ダッシュボタンから音声注文になると……

有園:確かに、アレクサ・エコシステムが急激に発展して、気づけば生活の中に音声対話が入り込んでいる状態になると、企業としては否が応でもその土俵に乗らないと戦えなくなってきますね。
森:そうなんです。全体のマーケティングコミュニケーションにすごく影響する話ではないけれど、無視できる話でもない。そういう兆候が出てきていると思います。
さっき有園さんが言われた放送と通信の融合という観点でも、アレクサは影響すると思います。アレクサは昨年「Amazon Fire TV」にも搭載されたので、テレビのUIが音声になったらまた変革が起こりそうです。冷蔵庫に向かって卵を注文するのも、考えてみれば新しいですけど、すぐ馴染みそうでもありますよね。
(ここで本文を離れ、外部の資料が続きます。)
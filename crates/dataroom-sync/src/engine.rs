//! Tree synchronization engine
//!
//! The [`TreeSyncEngine`] owns the client-side mirror of the data-room tree
//! and is the only component that mutates it. Every operation follows the
//! same shape:
//!
//! 1. Optionally patch the local forest (moves and reorders only)
//! 2. Call the remote store through the retry policy
//! 3. On success, refetch what the mutation may have changed: the whole
//!    tree for folder changes, only the parent folder for file changes
//! 4. On failure, record the error; an optimistic patch is reverted by
//!    refetching before the error is returned
//!
//! ## Loaded vs. unloaded folders
//!
//! A folder's children are authoritative only once the folder is in the
//! loaded set. A full [`refresh`](TreeSyncEngine::refresh) is a hard reset:
//! it replaces the root list and forgets every loaded subtree.
//!
//! ## Concurrency
//!
//! State lives behind an async `RwLock` that is never held across a store
//! call, so independent operations interleave and the last write wins.
//! Overlapping refreshes are coalesced, duplicate folder loads are
//! dropped, and at most one upload batch runs at a time.

use std::collections::HashSet;
use std::future::Future;
use std::sync::atomic::{AtomicBool, Ordering};
use std::sync::{Arc, Mutex, MutexGuard, PoisonError};
use std::time::Duration;

use chrono::Utc;
use dashmap::DashSet;
use tokio::sync::{watch, RwLock};
use tokio::time::Instant;
use tokio_util::sync::CancellationToken;
use tracing::{debug, info, warn};

use dataroom_core::config::Config;
use dataroom_core::domain::{
    DataRoomFile, FileId, FlatEntry, Folder, FolderContents, FolderId, Forest, ItemId, TreeNode, TreePath, UserId,
};
use dataroom_core::ports::{FolderOrder, IRemoteStore, StoreResult};

use crate::legality::check_folder_move;
use crate::retry::{with_retry, with_timeout, RetryPolicy};
use crate::upload::{BatchAborted, UploadCoordinator, UploadItem, UploadProgress, UploadSettings};
use crate::SyncError;

/// Whether the client is in the foreground
#[derive(Debug, Clone, Copy, PartialEq, Eq)]
pub enum Visibility {
    Visible,
    Hidden,
}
有園:もはやダッシュボタンも要りませんね。あれって、コンビニで棚を取るようなものだと思っていたんですが、アレクサになると目の前に商品もボタンもなくても一瞬で買えてしまう。
森:そう、だからおもしろいのは、ダッシュボタンはフリークエンシーを作る仕掛けでしたが、さらに進化してアレクサがUIになったら、一周回ってマインドシェアがある会社が勝つ時代がまたやってくるかもしれない。
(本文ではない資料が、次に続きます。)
//! Data room client configuration
//!
//! One YAML file with sections for tree sync timeouts, retry, upload
//! progress, local storage, the acting identity and logging.

use std::path::{Path, PathBuf};

use serde::{Deserialize, Serialize};

// ---------------------------------------------------------------------------
// Config struct with sub-sections
// ---------------------------------------------------------------------------

/// Top-level configuration.
///
/// Every section has defaults, so a YAML file only needs the keys it changes.
#[derive(Debug, Clone, Default, Serialize, Deserialize)]
#[serde(default)]
pub struct Config {
    pub sync: SyncConfig,
    pub retry: RetryConfig,
    pub upload: UploadConfig,
    pub storage: StorageConfig,
    pub identity: IdentityConfig,
    pub logging: LoggingConfig,
}

/// Tree synchronization settings.
#[derive(Debug, Clone, Serialize, Deserialize)]
#[serde(default)]
pub struct SyncConfig {
    /// Deadline for a full refresh of the root folder list (seconds).
    pub refresh_timeout_secs: u64,
    /// Deadline for loading one folder's children (seconds).
    pub subtree_timeout_secs: u64,
    /// Minimum time hidden before becoming visible again triggers a refresh (seconds).
    pub idle_refresh_secs: u64,
}

/// Retry settings for remote store calls.
#[derive(Debug, Clone, Serialize, Deserialize)]
#[serde(default)]
pub struct RetryConfig {
    /// Retries after the first attempt for transient failures.
    pub max_retries: u32,
    /// Backoff before retry N is `base_delay_ms * 2^(N-1)`.
    pub base_delay_ms: u64,
}

/// Upload coordinator settings.
#[derive(Debug, Clone, Serialize, Deserialize)]
#[serde(default)]
pub struct UploadConfig {
    /// Interval between progress-estimate ticks (milliseconds).
    pub progress_tick_ms: u64,
    /// The estimate never exceeds this share of a file's size (percent).
    pub estimate_cap_percent: u8,
}

/// Local storage backend settings.
#[derive(Debug, Clone, Serialize, Deserialize)]
#[serde(default)]
pub struct StorageConfig {
    /// SQLite database holding folder/file records.
    pub database: PathBuf,
    /// Directory holding file blobs.
    pub blob_root: PathBuf,
    /// Lifetime of signed retrieval URLs (seconds).
    pub signed_url_ttl_secs: u64,
    /// Secret mixed into retrieval-URL signatures. `None` signs with an empty secret.
    pub signing_secret: Option<String>,
}

/// Acting user of the local session.
#[derive(Debug, Clone, Serialize, Deserialize)]
#[serde(default)]
pub struct IdentityConfig {
    pub user_id: String,
    pub is_admin: bool,
}

/// `tracing` filter settings.
#[derive(Debug, Clone, Serialize, Deserialize)]
#[serde(default)]
pub struct LoggingConfig {
    /// Default filter level when `RUST_LOG` is unset.
    pub level: String,
}

// ---------------------------------------------------------------------------
// Config::load()
// ---------------------------------------------------------------------------

impl Config {
    /// Reads and parses the YAML file at `path`.
    pub fn load(path: &Path) -> anyhow::Result<Self> {
        let content = std::fs::read_to_string(path)?;
        let config: Config = serde_yaml::from_str(&content)?;
        Ok(config)
    }

    /// Like [`Config::load`], but any failure yields the defaults.
    pub fn load_or_default(path: &Path) -> Self {
        Self::load(path).unwrap_or_default()
    }

    /// Where the CLI looks when `--config` is not given:
    /// usually `$XDG_CONFIG_HOME/dataroom/config.yaml` on Linux.
    pub fn default_path() -> PathBuf {
        dirs::config_dir()
            .unwrap_or_else(|| PathBuf::from("~/.config"))
            .join("dataroom")
            .join("config.yaml")
    }
}

// ---------------------------------------------------------------------------
// Defaults
// ---------------------------------------------------------------------------

impl Default for SyncConfig {
    fn default() -> Self {
        Self {
            refresh_timeout_secs: 15,
            subtree_timeout_secs: 8,
            idle_refresh_secs: 60,
        }
    }
}

impl Default for RetryConfig {
    fn default() -> Self {
        Self {
            max_retries: 2,
            base_delay_ms: 500,
        }
    }
}

impl Default for UploadConfig {
    fn default() -> Self {
        Self {
            progress_tick_ms: 250,
            estimate_cap_percent: 90,
        }
    }
}

impl Default for StorageConfig {
    fn default() -> Self {
        let data_dir = dirs::data_local_dir()
            .unwrap_or_else(|| PathBuf::from("~/.local/share"))
            .join("dataroom");
        Self {
            database: data_dir.join("dataroom.db"),
            blob_root: data_dir.join("blobs"),
            signed_url_ttl_secs: 3600,
            signing_secret: None,
        }
    }
}

impl Default for IdentityConfig {
    fn default() -> Self {
        Self {
            user_id: std::env::var("USER").unwrap_or_else(|_| "local".to_string()),
            is_admin: true,
        }
    }
}

impl Default for LoggingConfig {
    fn default() -> Self {
        Self {
            level: "info".to_string(),
        }
    }
}

// ---------------------------------------------------------------------------
// Config::validate()
// ---------------------------------------------------------------------------

/// A single validation error found in the configuration.
#[derive(Debug, Clone, PartialEq, Eq)]
pub struct ValidationError {
    /// Dotted path to the offending field, e.g. `"sync.refresh_timeout_secs"`.
    pub field: String,
    /// What is wrong with the value.
    pub message: String,
}

impl std::fmt::Display for ValidationError {
    fn fmt(&self, f: &mut std::fmt::Formatter<'_>) -> std::fmt::Result {
        write!(f, "{}: {}", self.field, self.message)
    }
}

const VALID_LOG_LEVELS: &[&str] = &["trace", "debug", "info", "warn", "error"];

/// Upper bound for `retry.max_retries`.
const MAX_RETRIES_LIMIT: u32 = 10;

impl Config {
    /// Collects every problem in the configuration; empty means usable.
    pub fn validate(&self) -> Vec<ValidationError> {
        let mut errors = Vec::new();
        let mut positive = |field: &str, value: u64| {
            if value == 0 {
                errors.push(ValidationError {
                    field: field.into(),
                    message: "must be greater than 0".into(),
                });
            }
        };

        // --- sync ---
        positive("sync.refresh_timeout_secs", self.sync.refresh_timeout_secs);
        positive("sync.subtree_timeout_secs", self.sync.subtree_timeout_secs);
        positive("sync.idle_refresh_secs", self.sync.idle_refresh_secs);

        // --- retry / upload ---
        positive("retry.base_delay_ms", self.retry.base_delay_ms);
        positive("upload.progress_tick_ms", self.upload.progress_tick_ms);
        positive("storage.signed_url_ttl_secs", self.storage.signed_url_ttl_secs);

        if self.sync.subtree_timeout_secs > self.sync.refresh_timeout_secs {
            errors.push(ValidationError {
                field: "sync.subtree_timeout_secs".into(),
                message: format!(
                    "subtree_timeout_secs ({}) must not exceed refresh_timeout_secs ({})",
                    self.sync.subtree_timeout_secs, self.sync.refresh_timeout_secs
                ),
            });
        }

        if self.retry.max_retries > MAX_RETRIES_LIMIT {
            errors.push(ValidationError {
                field: "retry.max_retries".into(),
                message: format!("must be at most {MAX_RETRIES_LIMIT}"),
            });
        }

        if self.upload.estimate_cap_percent == 0 || self.upload.estimate_cap_percent > 100 {
            errors.push(ValidationError {
                field: "upload.estimate_cap_percent".into(),
                message: "must be in range 1..=100".into(),
            });
        }

        // --- identity ---
        if self.identity.user_id.trim().is_empty() {
            errors.push(ValidationError {
                field: "identity.user_id".into(),
                message: "must not be empty".into(),
            });
        }

        // --- logging ---
        if !VALID_LOG_LEVELS.contains(&self.logging.level.as_str()) {
            errors.push(ValidationError {
                field: "logging.level".into(),
                message: format!(
                    "invalid level '{}'; valid options: {}",
                    self.logging.level,
                    VALID_LOG_LEVELS.join(", ")
                ),
            });
        }

        errors
    }
}

// ---------------------------------------------------------------------------
// ConfigBuilder
// ---------------------------------------------------------------------------

/// Programmatic overrides on top of [`Config::default`], mostly for tests
/// and embedding.
///
/// # Example
///
/// ```rust
/// use dataroom_core::config::ConfigBuilder;
///
/// let config = ConfigBuilder::new()
///     .refresh_timeout_secs(30)
///     .identity("alice", false)
///     .build();
/// assert_eq!(config.identity.user_id, "alice");
/// ```
#[derive(Debug, Clone)]
pub struct ConfigBuilder {
    config: Config,
}

impl ConfigBuilder {
    /// Starts from the defaults.
    pub fn new() -> Self {
        Self {
            config: Config::default(),
        }
    }

    // --- sync ---

    pub fn refresh_timeout_secs(mut self, seconds: u64) -> Self {
        self.config.sync.refresh_timeout_secs = seconds;
        self
    }

    pub fn subtree_timeout_secs(mut self, seconds: u64) -> Self {
        self.config.sync.subtree_timeout_secs = seconds;
        self
    }

    pub fn idle_refresh_secs(mut self, seconds: u64) -> Self {
        self.config.sync.idle_refresh_secs = seconds;
        self
    }

    // --- retry ---

    pub fn max_retries(mut self, n: u32) -> Self {
        self.config.retry.max_retries = n;
        self
    }

    pub fn base_delay_ms(mut self, ms: u64) -> Self {
        self.config.retry.base_delay_ms = ms;
        self
    }

    // --- upload ---

    pub fn progress_tick_ms(mut self, ms: u64) -> Self {
        self.config.upload.progress_tick_ms = ms;
        self
    }

    // --- storage ---

    pub fn database(mut self, path: PathBuf) -> Self {
        self.config.storage.database = path;
        self
    }

    pub fn blob_root(mut self, path: PathBuf) -> Self {
        self.config.storage.blob_root = path;
        self
    }

    pub fn signing_secret(mut self, secret: impl Into<String>) -> Self {
        self.config.storage.signing_secret = Some(secret.into());
        self
    }

    // --- identity ---

    pub fn identity(mut self, user_id: impl Into<String>, is_admin: bool) -> Self {
        self.config.identity.user_id = user_id.into();
        self.config.identity.is_admin = is_admin;
        self
    }

    // --- logging ---

    pub fn logging_level(mut self, level: impl Into<String>) -> Self {
        self.config.logging.level = level.into();
        self
    }

    /// Finishes the builder.
    pub fn build(self) -> Config {
        self.config
    }
}

impl Default for ConfigBuilder {
    fn default() -> Self {
        Self::new()
    }
}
洗剤が切れたら「アレクサ、いつものA社の」と言うか、それともたまたまマインドシェアが高まっていた「B社を買って」と言うのか。入力すら要らない、対話がラストワンマイルに加わったときの情報設計やコミュニケーションデザインを、今後は考えていかないといけないと思っています。
新しいテクノロジーを知るのは必須項目

有園:それは興味深いです。僕が思っているのは、そもそもAmazonには膨大な購買データがありますから、いずれアレクサもレコメンドをしてくるだろうと。ユーザーも「お勧めの洗剤買っておいて」みたいな使い方にニーズが出てくると思います。
すると、SEOじゃないですが、ブランドはアレクサに勧めてもらえる“アレクサ・オプティマイゼーション”対策が必要になりそうだなと感じたんです。
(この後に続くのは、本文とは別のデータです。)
//! Data room store - persistent folder/file records and blobs
//!
//! SQLite-based adapter for:
//! - Folder and file records with soft-delete/trash
//! - Per-user edit grants consulted by the capability check
//! - Audit trail persistence
//! - Filesystem blob storage with signed retrieval URLs
//!
//! ## Architecture
//!
//! This crate implements the `IRemoteStore`, `IBlobStore` and `IAuditSink`
//! ports from `dataroom-core`. It is a driven (secondary) adapter in the
//! hexagonal architecture.
//!
//! ## Key Components
//!
//! - [`DatabasePool`] - Connection pool with migration support
//! - [`SqliteRemoteStore`] - Full `IRemoteStore` implementation
//! - [`FsBlobStore`] - `IBlobStore` over a local directory
//! - [`SqliteAuditSink`] - `IAuditSink` writing to the `audit_log` table
//!
//! ## Usage
//!
//! ```no_run
//! use std::path::Path;
//! use std::sync::Arc;
//! use dataroom_audit::AuditLogger;
//! use dataroom_core::domain::UserId;
//! use dataroom_store::{Actor, DatabasePool, FsBlobStore, SqliteAuditSink, SqliteRemoteStore};
//!
//! # async fn example() -> anyhow::Result<()> {
//! let pool = DatabasePool::new(Path::new("/home/user/.local/share/dataroom/dataroom.db")).await?;
//! let blobs = Arc::new(FsBlobStore::new(Path::new("/home/user/.local/share/dataroom/blobs"), None).await?);
//! let audit = AuditLogger::new(Arc::new(SqliteAuditSink::new(pool.pool().clone())));
//! let actor = Actor::new(UserId::new("alice")?, true);
//! let store = SqliteRemoteStore::new(pool.pool().clone(), blobs, audit, actor);
//! # Ok(())
//! # }
//! ```

pub mod audit_sink;
pub mod blob;
pub mod pool;
pub mod repository;

pub use audit_sink::SqliteAuditSink;
pub use blob::FsBlobStore;
pub use pool::DatabasePool;
pub use repository::{Actor, SqliteRemoteStore};

use dataroom_core::domain::StoreError;

/// Errors raised while setting up or decoding the store
#[derive(Debug, thiserror::Error)]
pub enum StoreAdapterError {
    /// Failed to establish a database connection
    #[error("Connection failed: {0}")]
    ConnectionFailed(String),

    /// A database query failed
    #[error("Query failed: {0}")]
    QueryFailed(#[from] sqlx::Error),

    /// Schema migration failed
    #[error("Migration failed: {0}")]
    MigrationFailed(String),

    /// A stored row could not be turned back into a domain value
    #[error("Serialization error: {0}")]
    SerializationError(String),

    /// The blob root could not be prepared
    #[error("Blob store error: {0}")]
    BlobRoot(String),
}

/// Classifies a SQLite failure into the store taxonomy.
///
/// Busy/locked databases and I/O failures are reported as transient so the
/// retry wrapper can absorb them.
pub(crate) fn db_error(e: sqlx::Error) -> StoreError {
    match &e {
        sqlx::Error::PoolTimedOut => StoreError::Timeout(e.to_string()),
        sqlx::Error::Io(_) | sqlx::Error::PoolClosed => StoreError::TransientNetwork(e.to_string()),
        sqlx::Error::Database(db) if db.is_unique_violation() => StoreError::NameConflict(db.message().to_string()),
        sqlx::Error::Database(db) if is_busy(db.message()) => StoreError::TransientNetwork(db.message().to_string()),
        sqlx::Error::RowNotFound => StoreError::NotFound(e.to_string()),
        _ => StoreError::Backend(e.to_string()),
    }
}

fn is_busy(message: &str) -> bool {
    let message = message.to_ascii_lowercase();
    message.contains("database is locked") || message.contains("database is busy")
}

impl From<StoreAdapterError> for StoreError {
    fn from(e: StoreAdapterError) -> Self {
        match e {
            StoreAdapterError::QueryFailed(e) => db_error(e),
            other => StoreError::Backend(other.to_string()),
        }
    }
}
森:有園さんらしい発想ですね、そうなる可能性はあると思います。そんな新たなシステム的な取り組みをしつつ、マインドシェアも獲得する、多分その両方が必要ですね。
アレクサに限らず、新しいテクノロジーは人の行動や価値観を変え、そうなるとバリューチェーンにも影響する可能性があるので、ブランド企業はとにかく正しく理解して向き合うことが大事だと思います。ビジネスチャンスにも、リスクにもなりうるので。
有園:エージェンシーの視点だと、どうですか?
森:もちろん、ブランド企業が理解する以上に理解するべきだと思います。テクノロジーによる従来のバリューチェーンやエコシステムへの影響や、クライアントと顧客の関係性の変化を見通せていないと、機能するソリューション提案ができません。
それから、新しいテクノロジーは、クリエイティブのアイデアの幅も大きく広げてくれます。トラディショナルなマス広告の作法は今後も残るでしょうが、生活者の接点としてデジタルが欠かせない今、コミュニケーションの全体像を描くのにテクノロジーを知らなくていいということはない。
だから、CESに行くのは本当にお勧めですね。世界のいわゆる一般企業、非IT企業のCXOクラスが、経営×テクノロジーというテーマに真摯に取り組む状況を把握することは、自社や自身の競争優位につながると思います。